In November 2015, the FASB issued Accounting Standards Update 2015-17, "Balance Sheet Classification of Deferred Taxes," which is intended to simplify the balance sheet presentation of deferred income taxes. Current accounting principles require an entity to separate deferred income tax liabilities and assets into current and noncurrent amounts in its balance sheet. The amendments require that deferred tax liabilities and assets be classified as noncurrent in its balance sheet. The amendments are effective for fiscal years, and interim periods within those fiscal years, beginning after December 15, 2016. Companies may apply the new provisions either retrospectively or on a prospective basis, and early adoption is permitted. We early adopted the amendments effective December 31, 2015 on a retrospective basis.
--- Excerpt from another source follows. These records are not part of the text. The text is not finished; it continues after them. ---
unsafe fn decode_candle(ptr: *const EventRecord) -> Result<MarketEvent> {
    let r = unsafe { &*(ptr as *const CandleRecord) };
    let (event_symbol, event_time) = unsafe { read_header(&r.market) }?;
    Ok(Candle {
        event_symbol,
        event_time,
        event_flags: r.event_flags,
        index: r.index,
        count: r.count,
        open: r.open,
        high: r.high,
        low: r.low,
        close: r.close,
        volume: r.volume,
        vwap: r.vwap,
        bid_volume: r.bid_volume,
        ask_volume: r.ask_volume,
        imp_volatility: r.imp_volatility,
        open_interest: r.open_interest,
    }
    .into())
}

#[cfg(test)]
mod tests {
    use mdb_core::types::Side;

    use super::*;

    fn sample_events() -> Vec<MarketEvent> {
        let mut order = Order {
            event_symbol: "AAPL".into(),
            event_time: 1_700_000_000_123,
            event_flags: 0x4,
            index: Order::compose_index(1002, 55),
            time_sequence: 7_300_000_000_000,
            time_nano_part: 999,
            order_id: 1234,
            price: 187.25,
            size: 300.0,
            executed_size: f64::NAN,
            count: 2,
            flags: 0,
            market_maker: Some("NSDQ".into()),
        };
        order.set_side(Side::Sell);
        vec![
            Quote {
                event_symbol: "TEST1".into(),
                event_time: 1,
                time_millis_sequence: 3,
                time_nano_part: 4,
                bid_time: 5,
                bid_exchange_code: b'Q' as i16,
                bid_price: 10.1,
                bid_size: f64::NAN,
                ask_time: 6,
                ask_exchange_code: b'Z' as i16,
                ask_price: 10.2,
                ask_size: -0.0,
            }
            .into(),
            Trade {
                event_symbol: "IBM".into(),
                event_time: 2,
                time_sequence: 8,
                time_nano_part: 9,
                exchange_code: b'N' as i16,
                price: 140.5,
                change: -0.25,
                size: 100.0,
                day_id: 19_700,
                day_volume: 1e9,
                day_turnover: f64::INFINITY,
                flags: 0x41,
            }
            .into(),
            Summary {
                event_symbol: "SPY".into(),
                event_time: 3,
                day_id: 19_701,
                day_open_price: 450.0,
                day_high_price: 452.5,
                day_low_price: 449.0,
                day_close_price: f64::NAN,
                prev_day_id: 19_700,
                prev_day_close_price: 449.5,
                prev_day_volume: 7.5e7,
                open_interest: 123_456,
                flags: 2,
            }
            .into(),
            order.into(),
            Order {
                event_symbol: "MSFT".into(),
                market_maker: None,
                ..Default::default()
            }
            .into(),
            Candle {
                event_symbol: "AAPL{=5m}".into(),
                event_time: 4,
                event_flags: 0,
                index: 99,
                count: 12,
                open: 1.0,
                high: 2.0,
                low: 0.5,
                close: 1.5,
                volume: 1000.0,
                vwap: 1.25,
                bid_volume: 400.0,
                ask_volume: 600.0,
                imp_volatility: f64::NAN,
                open_interest: 5e-324,
            }
            .into(),
        ]
    }

    /// Compare field-for-field with floats compared by bit pattern.
    fn assert_bit_exact(a: &MarketEvent, b: &MarketEvent) {
        assert_eq!(bit_signature(a), bit_signature(b));
    }

    fn bit_signature(e: &MarketEvent) -> String {
        let floats: Vec<u64> = match e {
            MarketEvent::Quote(q) => vec![q.bid_price, q.bid_size, q.ask_price, q.ask_size],
            MarketEvent::Trade(t) => vec![t.price, t.change, t.size, t.day_volume, t.day_turnover],
            MarketEvent::Summary(s) => vec![
                s.day_open_price,
                s.day_high_price,
                s.day_low_price,
                s.day_close_price,
                s.prev_day_close_price,
                s.prev_day_volume,
            ],
            MarketEvent::Order(o) => vec![o.price, o.size, o.executed_size],
            MarketEvent::Candle(c) => vec![
                c.open,
                c.high,
                c.low,
                c.close,
                c.volume,
                c.vwap,
                c.bid_volume,
                c.ask_volume,
                c.imp_volatility,
                c.open_interest,
            ],
        }
        .into_iter()
        .map(f64::to_bits)
        .collect();
        format!("{e:?} {floats:?}")
    }

    #[test]
    fn every_builtin_kind_round_trips_bit_exact() {
        let registry = EventCodecRegistry::default();
        for event in sample_events() {
            let encoded = registry.encode(&event).unwrap();
            let kind = unsafe { (*encoded.as_ptr()).kind };
            assert_eq!(kind, event.kind() as i32);
            let decoded = unsafe { registry.decode(encoded.as_ptr()) }.unwrap();
            assert_bit_exact(&decoded, &event);
        }
    }

    #[test]
    fn list_round_trip_preserves_order() {
        let registry = EventCodecRegistry::default();
        let events = sample_events();
        let list = registry.encode_list(&events).unwrap();
        assert_eq!(list.len(), events.len());
        let decoded = unsafe { registry.decode_list(list.as_ptr()) }.unwrap();
        assert_eq!(decoded.len(), events.len());
        for (d, e) in decoded.iter().zip(&events) {
            assert_bit_exact(d, e);
        }
    }

    #[test]
    fn unknown_discriminator_on_decode() {
        let registry = EventCodecRegistry::default();
        let bogus = EventRecord { kind: 77 };
        let err = unsafe { registry.decode(&bogus) }.unwrap_err();
        assert!(matches!(err, BridgeError::UnknownEventType(77)));
    }

    #[test]
    fn unregistered_kind_on_encode() {
        let registry = EventCodecRegistry::empty();
        let err = registry.encode(&Quote::new("A").into()).err().unwrap();
        assert!(matches!(err, BridgeError::UnknownEventType(0)));
    }

    /// A kind outside the built-in set that carries a trade payload.
    const TIME_AND_SALE: i32 = 99;

    fn encode_time_and_sale(event: &MarketEvent) -> Result<*mut EventRecord> {
        let ptr = encode_trade(event)?;
        // SAFETY: encode_trade returned a live record.
        unsafe { (*ptr).kind = TIME_AND_SALE };
        Ok(ptr)
    }

    const TIME_AND_SALE_CODEC: EventCodec = EventCodec {
        name: "TimeAndSale",
        encode: encode_time_and_sale,
        decode: decode_trade,
        free: free_trade,
    };

    fn sample_trade() -> MarketEvent {
        Trade {
            event_symbol: "X".into(),
            price: 1.5,
            ..Default::default()
        }
        .into()
    }

    #[test]
    fn registering_a_codec_adds_a_new_discriminator() {
        let builtin = EventCodecRegistry::default();
        let event = sample_trade();
        let err = builtin.encode_as(TIME_AND_SALE, &event).unwrap_err();
        assert!(matches!(err, BridgeError::UnknownEventType(TIME_AND_SALE)));

        let mut registry = EventCodecRegistry::default();
        let previous = registry.register(TIME_AND_SALE, TIME_AND_SALE_CODEC);
        assert!(previous.is_none());
        assert_eq!(registry.kinds().count(), EventKind::ALL.len() + 1);

        let encoded = registry.encode_as(TIME_AND_SALE, &event).unwrap();
        assert_eq!(unsafe { (*encoded.as_ptr()).kind }, TIME_AND_SALE);
        let decoded = unsafe { registry.decode(encoded.as_ptr()) }.unwrap();
        assert_eq!(decoded, event);
        let err = unsafe { builtin.decode(encoded.as_ptr()) }.unwrap_err();
        assert!(matches!(err, BridgeError::UnknownEventType(TIME_AND_SALE)));

        // Built-in kinds keep their own codecs.
        let quote: MarketEvent = Quote::new("A").into();
        let encoded = registry.encode(&quote).unwrap();
        assert_eq!(unsafe { (*encoded.as_ptr()).kind }, EventKind::Quote as i32);

        let encoded = registry.encode_as(TIME_AND_SALE, &event).unwrap();
        unsafe { registry.free_raw(encoded.into_raw()) };
    }

    #[test]
    fn register_replaces_existing_codec() {
        let mut registry = EventCodecRegistry::empty();
        let previous = registry.register(EventKind::Trade as i32, TRADE_CODEC);
        assert!(previous.is_none());
        let event = sample_trade();
        let encoded = registry.encode(&event).unwrap();
        let decoded = unsafe { registry.decode(encoded.as_ptr()) }.unwrap();
        assert_eq!(decoded, event);
        let replaced = registry.register(EventKind::Trade as i32, TRADE_CODEC);
        assert_eq!(replaced.map(|c| c.name), Some("Trade"));
        assert_eq!(registry.kinds().count(), 1);
    }

    #[test]
    fn mismatched_codec_is_marshaling_failure() {
        let mut registry = EventCodecRegistry::empty();
        registry.register(EventKind::Quote as i32, TRADE_CODEC);
        let err = registry.encode(&Quote::new("A").into()).err().unwrap();
        assert!(matches!(err, BridgeError::MarshalingFailure(_)));
    }

    #[test]
    fn failing_list_element_frees_earlier_ones() {
        let registry = EventCodecRegistry::default();
        let events: Vec<MarketEvent> = vec![Quote::new("OK").into(), Quote::new("B\0AD").into()];
        let err = registry.encode_list(&events).err().unwrap();
        assert!(matches!(err, BridgeError::MarshalingFailure(_)));
    }

    #[test]
    fn bad_lists() {
        let registry = EventCodecRegistry::default();
        assert!(unsafe { registry.decode_list(std::ptr::null()) }.is_err());
        let list = |size| EventList {
            size,
            elements: std::ptr::null_mut(),
        };
        assert!(unsafe { registry.decode_list(&list(-1)) }.is_err());
        assert!(unsafe { registry.decode_list(&list(2)) }.is_err());
        let empty = unsafe { registry.decode_list(&list(0)) }.unwrap();
        assert!(empty.is_empty());
    }

    #[test]
    fn raw_transfer_and_free() {
        let registry = EventCodecRegistry::default();
        let raw = registry.encode_list(&sample_events()).unwrap().into_raw();
        unsafe { registry.free_raw_list(raw) };
        let raw = registry.encode(&Quote::new("A").into()).unwrap().into_raw();
        unsafe { registry.free_raw(raw) };
    }
}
There was no effect on our Consolidated Balance Sheet as of December 31, 2015 or 2014.

 

In January 2016, the FASB issued Accounting Standards Update 2016-01, "Recognition and Measurement of Financial Assets and Financial Liabilities." The amendments require equity investments (except those accounted for under the equity method of accounting or those that result in consolidation of the investee) to be measured at fair value with changes in fair value recognized in net income, and separate presentation of financial assets and financial liabilities by measurement category and form of financial asset. Additionally, the amendments eliminate the requirement to disclose the methods and significant assumptions used to estimate the fair value of financial instruments. The amendments are effective for fiscal years, and interim periods within those fiscal years, beginning after December 15, 2017. Other than an amendment relating to presenting in comprehensive income the portion of the total change in the fair value of a liability resulting from a change in instrument-specific credit risk (if the entity has elected to measure the liability at fair value), early adoption is not permitted. The Company does not anticipate the amendment will have any impact on our financial statements.

 

Other accounting standards that have been issued by the FASB or other standards-setting bodies are not expected to have a material effect on the Company's financial position, result of operations or cash flows.